How Audio Input Works

  1. Customer records - User presses microphone button and speaks their question
  2. Audio capture - Browser or app captures audio stream
  3. Speech-to-text - Audio is accurately transcribed to text
  4. AI processing - The AI understands spoken language, identifies tone, and processes verbal descriptions
  5. Text response - AI generates response (users with visual impairments rely on screen readers for response)
Audio input is currently one-way: customers can send voice messages, but the AI responds with text.

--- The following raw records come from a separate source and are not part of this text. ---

//! Round-engine kernels.
//!
//! Each backend (portable tables, AES-NI, POWER VSX, SPARC T4) implements the
//! same capability set so the dispatcher can swap them at construction time.
//! Lane arithmetic is defined over little-endian 64-bit values on every host;
//! the helpers here are the single place that byte order is decided.

pub mod aes;
#[cfg(any(target_arch = "x86", target_arch = "x86_64"))]
pub mod aesni;
pub mod constants;
pub mod keccak;
pub mod portable;
#[cfg(target_arch = "powerpc64")]
pub mod power;
#[cfg(target_arch = "sparc64")]
pub mod sparc;

use constants::{AES_BLOCK_SIZE, KEY_BUFFER_SIZE, ROUND_KEYS, STATE_SIZE, TOTAL_BLOCKS};

// =============================================================================
// ENGINE INTERFACE
// =============================================================================

/// The capability set a backend provides.
///
/// One engine is bound per hashing context; there is no per-call dispatch.
/// Every field must be bit-identical to the portable realization.
pub struct RoundEngine {
    /// Backend name, for diagnostics.
    pub name: &'static str,
    /// Expand `state[offset..offset + 32]` into ten 128-bit round keys.
    pub expand_keys: fn(keys: &mut [u8; KEY_BUFFER_SIZE], state: &[u8; STATE_SIZE], offset: usize),
    /// Fill the scratchpad from the state text block (state bytes 64..192).
    pub explode: fn(scratchpad: &mut [u8], state: &[u8; STATE_SIZE], keys: &[u8; KEY_BUFFER_SIZE]),
    /// Run `turns` memory-dependent mutations of the scratchpad.
    pub iterate: fn(scratchpad: &mut [u8], state: &[u8; STATE_SIZE], turns: usize),
    /// Reabsorb the scratchpad into the state text block.
    pub implode: fn(state: &mut [u8; STATE_SIZE], scratchpad: &[u8], keys: &[u8; KEY_BUFFER_SIZE]),
    /// One AES encryption round (`aesenc` semantics), exposed for verification.
    pub aes_round: fn(block: &[u8; 16], key: &[u8; 16]) -> [u8; 16],
}

// =============================================================================
// LANE HELPERS
// =============================================================================

/// Load 64-bit lane `lane` of `bytes` with little-endian semantics.
#[inline]
#[must_use]
pub fn load64(bytes: &[u8], lane: usize) -> u64 {
    let mut b = [0u8; 8];
    b.copy_from_slice(&bytes[lane * 8..lane * 8 + 8]);
    u64::from_le_bytes(b)
}

/// Store `value` into 64-bit lane `lane` of `bytes` with little-endian semantics.
#[inline]
pub fn store64(bytes: &mut [u8], lane: usize, value: u64) {
    bytes[lane * 8..lane * 8 + 8].copy_from_slice(&value.to_le_bytes());
}

/// Map a 64-bit lane value onto a 16-byte-aligned scratchpad offset.
#[inline]
#[must_use]
pub fn state_index(lane: u64) -> usize {
    (((lane >> 4) as usize) & (TOTAL_BLOCKS - 1)) << 4
}

/// 64 x 64 -> 128 bit widening multiply, split into (high, low) words.
#[inline]
#[must_use]
pub fn widening_mul(a: u64, b: u64) -> (u64, u64) {
    let product = u128::from(a) * u128::from(b);
    let (hi, lo) = ((product >> 64) as u64, product as u64);
    // From (a·2^32 + b)(c·2^32 + d): the a·c term can never exceed the high word.
    debug_assert!((a >> 32).wrapping_mul(b >> 32) <= hi);
    (hi, lo)
}

/// Derive the iteration-loop start values from the Keccak state:
/// `A = state[0..16] ^ state[32..48]`, `B = state[16..32] ^ state[48..64]`.
#[inline]
#[must_use]
pub fn init_ab(state: &[u8; STATE_SIZE]) -> ([u8; 16], [u8; 16]) {
    let mut a = [0u8; 16];
    let mut b = [0u8; 16];
    for i in 0..16 {
        a[i] = state[i] ^ state[i + 32];
        b[i] = state[i + 16] ^ state[i + 48];
    }
    (a, b)
}

/// Split the key buffer into ten 16-byte round keys.
#[inline]
pub(crate) fn round_keys(keys: &[u8; KEY_BUFFER_SIZE]) -> [[u8; 16]; ROUND_KEYS] {
    let mut out = [[0u8; 16]; ROUND_KEYS];
    for (dst, src) in out.iter_mut().zip(keys.chunks_exact(AES_BLOCK_SIZE)) {
        dst.copy_from_slice(src);
    }
    out
}

#[cfg(test)]
mod tests {
    use super::*;
    use constants::MEMORY;
    use rand::{Rng, RngCore};

    /// The reference decomposition the inline-asm implementations were
    /// originally written against: (a·2^32 + b)(c·2^32 + d).
    fn widening_mul_reference(multiplier: u64, multiplicand: u64) -> (u64, u64) {
        let a = multiplier >> 32;
        let b = multiplier & 0xffff_ffff;
        let c = multiplicand >> 32;
        let d = multiplicand & 0xffff_ffff;

        let ac = a * c;
        let ad = a * d;
        let bc = b * c;
        let bd = b * d;

        let adbc = ad.wrapping_add(bc);
        let adbc_carry = u64::from(adbc < ad);

        let lo = bd.wrapping_add(adbc << 32);
        let lo_carry = u64::from(lo < bd);
        let hi = ac
            .wrapping_add(adbc >> 32)
            .wrapping_add(adbc_carry << 32)
            .wrapping_add(lo_carry);
        (hi, lo)
    }

    #[test]
    fn widening_mul_small_values() {
        assert_eq!(widening_mul(10, 20), (0, 200));
        assert_eq!(widening_mul(10 << 32, 20 << 32), (200, 0));
    }

    #[test]
    fn widening_mul_boundary_grid() {
        let edges = [0u64, 1, (1 << 32) - 1, 1 << 32, u64::MAX];
        for &a in &edges {
            for &b in &edges {
                assert_eq!(widening_mul(a, b), widening_mul_reference(a, b), "{a} * {b}");
            }
        }
    }

    #[test]
    fn widening_mul_matches_reference() {
        let mut rng = rand::thread_rng();
        for _ in 0..10_000 {
            let a = rng.next_u64();
            let b = rng.next_u64();
            assert_eq!(widening_mul(a, b), widening_mul_reference(a, b), "{a} * {b}");
        }
    }

    #[test]
    fn state_index_known_value() {
        // Read address of the first iteration turn for "This is a test".
        assert_eq!(state_index(0x1f3f_a438_12b8_64f4), 1_598_704);
    }

    #[test]
    fn state_index_domain() {
        let mut rng = rand::thread_rng();
        for _ in 0..10_000 {
            let idx = state_index(rng.gen());
            assert!(idx < MEMORY);
            assert_eq!(idx % 16, 0);
        }
        assert_eq!(state_index(0), 0);
        assert_eq!(state_index(u64::MAX), MEMORY - 16);
    }

    #[test]
    fn lane_helpers_round_trip() {
        let mut bytes = [0u8; 16];
        store64(&mut bytes, 0, 0x0807_0605_0403_0201);
        store64(&mut bytes, 1, 0x1615_1413_1211_1009);
        assert_eq!(bytes[0], 0x01);
        assert_eq!(bytes[7], 0x08);
        assert_eq!(load64(&bytes, 0), 0x0807_0605_0403_0201);
        assert_eq!(load64(&bytes, 1), 0x1615_1413_1211_1009);
    }

    #[test]
    fn init_ab_xors_state_quarters() {
        let mut state = [0u8; STATE_SIZE];
        for (i, byte) in state.iter_mut().enumerate().take(64) {
            *byte = i as u8;
        }
        let (a, b) = init_ab(&state);
        for i in 0..16 {
            assert_eq!(a[i], (i as u8) ^ (i as u8 + 32));
            assert_eq!(b[i], (i as u8 + 16) ^ (i as u8 + 48));
        }
    }
}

Users with visual impairments rely on screen readers for reading responses.

Multilingual Support

Audio input works across 24+ languages, enabling broader accessibility and international customer support:
  • Automatic language detection
  • Matches your configured agent language
  • Supports multiple languages if your agent is multilingual

Supported Channels

Website Widget:
  • Microphone button available in chat interface
  • Browser-based audio capture
  • Works on desktop and mobile browsers
  • Requires microphone permissions from browser
Mobile SDKs:
  • Native audio capture on iOS and Android
  • Optimized for mobile device microphones
  • Background noise reduction
Integration Channels:
  • Zendesk
  • Salesforce
  • Slack
  • Other integrated platforms (where supported)

Use Cases

Customer Support

Hands-Free Assistance:
Customer: [Speaking while driving] "I need to check the status of
my order. I ordered a blue backpack last week."

AI: [Text response] "I can help you check your order status.
Could you provide your order number or the email address used
for the purchase?"
Complex Problem Descriptions:
Customer: [Voice message] "My washing machine is making this weird
grinding noise during the spin cycle, and it's been getting louder
over the past week. It only happens when I use the heavy-duty setting."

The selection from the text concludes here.